I am 39 and was diagnosed with endometriosis in 2017. After years of telling doctors my period pains matched the symptoms for endo but being told it couldn't be, I finally was ill enough to find a surgeon privately. He was so certain I had endo that he didn't do a diagnostic laparoscopy and went straight to remove the endometriosis (and an ovarian cyst).

For the first year after surgery things were much better, although my periods have been heavier they were less painful than before the surgery and my fatigue and back pain were gone. Now I am experiencing heavy periods, bad period pains, pain during sex and I am having pelvic pain at other times of the month as well.

I recently moved so found a new endometriosis specialist. At my last check up he told my one of my ovaries is stuck to my uterus. He very strongly suggested I avoid further surgery by taking Orilissa (Elagolix) but wanted to speak with my husband since he would have to live with me/the symptoms. Since I had a very negative experience with the pill and with Mirena I am very reluctant to go that route.

Meanwhile my symptoms are bad again and I wonder if my endometriosis is back so soon or maybe I could have endo and adenomyosis? I am also wondering if those who have had multiple laps and/or hysterectomy have any suggestions as to what I should do next? Would you have a second lap before trying anything further?

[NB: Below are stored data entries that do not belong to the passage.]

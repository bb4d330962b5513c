//! `glossa cycles` — circular reference groups within a category.

use std::collections::HashMap;
use std::io::Write;

use clap::Args;
use glossa_core::GlossaryStore;
use glossa_graph::{TermGraph, find_reference_cycles};
use serde::Serialize;

use crate::cmd::load_document;
use crate::output::{OutputMode, render};
use crate::resolve;

#[derive(Args, Debug)]
pub struct CyclesArgs {
    /// Category id, name, or unique id prefix.
    pub category: String,
}

#[derive(Debug, Serialize)]
struct CyclesReport {
    category_id: String,
    cycles: Vec<Vec<String>>,
}

/// Report groups of terms whose definitions mention each other in a loop.
/// Cycles are legitimate in a glossary; this is a lens, not a linter.
pub fn run_cycles(
    args: &CyclesArgs,
    output: OutputMode,
    store: &impl GlossaryStore,
) -> anyhow::Result<()> {
    let data = load_document(store, output)?;
    let category = resolve::require_category(&data, &args.category, output)?;

    let graph = TermGraph::from_terms(&category.terms);
    let report = CyclesReport {
        category_id: category.id.clone(),
        cycles: find_reference_cycles(&graph),
    };

    let titles: HashMap<String, String> = category
        .terms
        .iter()
        .map(|term| (term.id.clone(), term.title.clone()))
        .collect();
    render(output, &report, move |found, w| {
        render_cycles_human(found, &titles, w)
    })
}

fn render_cycles_human(
    report: &CyclesReport,
    titles: &HashMap<String, String>,
    w: &mut dyn Write,
) -> std::io::Result<()> {
    if report.cycles.is_empty() {
        writeln!(w, "No circular references found.")?;
        return Ok(());
    }

    writeln!(w, "Circular reference groups ({})", report.cycles.len())?;
    for (position, cycle) in report.cycles.iter().enumerate() {
        writeln!(w, "Cycle {}:", position + 1)?;
        for id in cycle {
            let title = titles.get(id).map_or(id.as_str(), String::as_str);
            writeln!(w, "  - {title} ({id})")?;
        }
    }
    Ok(())
}
//! Markup removal for question text.
//!
//! Definition values may carry inline HTML (`<strong>`, `<em>`, links).
//! Quiz questions quote the raw prose, so tags are dropped and the common
//! entities are decoded. This is a tag stripper, not an HTML sanitizer:
//! no nesting rules, no script awareness, just "remove the angle-bracket
//! markup and give back the text".

/// Strip HTML tags from `html` and decode common entities.
///
/// Tag contents are dropped wholesale; quoted attribute values may contain
/// `>` without ending the tag early. An unterminated tag swallows the rest
/// of the input. Named entities (`&amp;` `&lt;` `&gt;` `&quot;` `&apos;`
/// `&nbsp;`) and numeric references (`&#39;`, `&#x2192;`) are decoded; a
/// non-breaking space becomes a plain space. Anything unrecognized is kept
/// literally.
#[must_use]
pub fn strip_html(html: &str) -> String {
    let mut out = String::with_capacity(html.len());
    let mut at = 0;

    while at < html.len() {
        let rest = &html[at..];
        if let Some(inside) = rest.strip_prefix('<') {
            match tag_end(inside) {
                Some(close) => at += 1 + close + 1,
                None => break,
            }
        } else if rest.starts_with('&') {
            match decode_entity(rest) {
                Some((decoded, consumed)) => {
                    out.push(decoded);
                    at += consumed;
                }
                None => {
                    out.push('&');
                    at += 1;
                }
            }
        } else if let Some(c) = rest.chars().next() {
            out.push(c);
            at += c.len_utf8();
        }
    }

    out
}

/// Byte offset of the `>` closing a tag, given the text after `<`.
/// Honors single and double quoting inside the tag.
fn tag_end(inside: &str) -> Option<usize> {
    let mut quote: Option<char> = None;
    for (i, c) in inside.char_indices() {
        match quote {
            None => match c {
                '>' => return Some(i),
                '"' | '\'' => quote = Some(c),
                _ => {}
            },
            Some(q) if c == q => quote = None,
            Some(_) => {}
        }
    }
    None
}

/// Decode one entity at the start of `rest` (which begins with `&`).
/// Returns the decoded char and the bytes consumed, or `None` when this
/// `&` does not start a recognizable entity.
fn decode_entity(rest: &str) -> Option<(char, usize)> {
    let semi = rest.find(';')?;
    if semi > 9 {
        return None;
    }
    let body = &rest[1..semi];
    let decoded = match body {
        "amp" => '&',
        "lt" => '<',
        "gt" => '>',
        "quot" => '"',
        "apos" => '\'',
        "nbsp" => ' ',
        numeric => {
            let digits = numeric.strip_prefix('#')?;
            let code = if let Some(hex) = digits.strip_prefix(['x', 'X']) {
                u32::from_str_radix(hex, 16).ok()?
            } else {
                digits.parse::<u32>().ok()?
            };
            char::from_u32(code)?
        }
    };
    Some((decoded, semi + 1))
}

// ---------------------------------------------------------------------------
// Tests
// ---------------------------------------------------------------------------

Generally I feel a bit lost as to what I should consider next (apart from a doctor who listens). My feeling is I may as well have a hysterectomy and have my ovaries removed if I am going to experience menopause, but maybe it isn't as simple as that or that is too drastic at this stage? I don't have children but my husband and I chose not to, so I am not against a having a hysterectomy at some point if I could live without pain.

My older sister is menopausal and planning to have an oophorectomy next year. She seems to think I should also expect to do that because of a family history of breast and ovarian cancers (we are negative for BRCA1 and BRCA2 but an NHS genetic counsellor convinced her our risk is high enough to warrant surgery as prevention).

Sorry for the long post and thanks for any and all advice.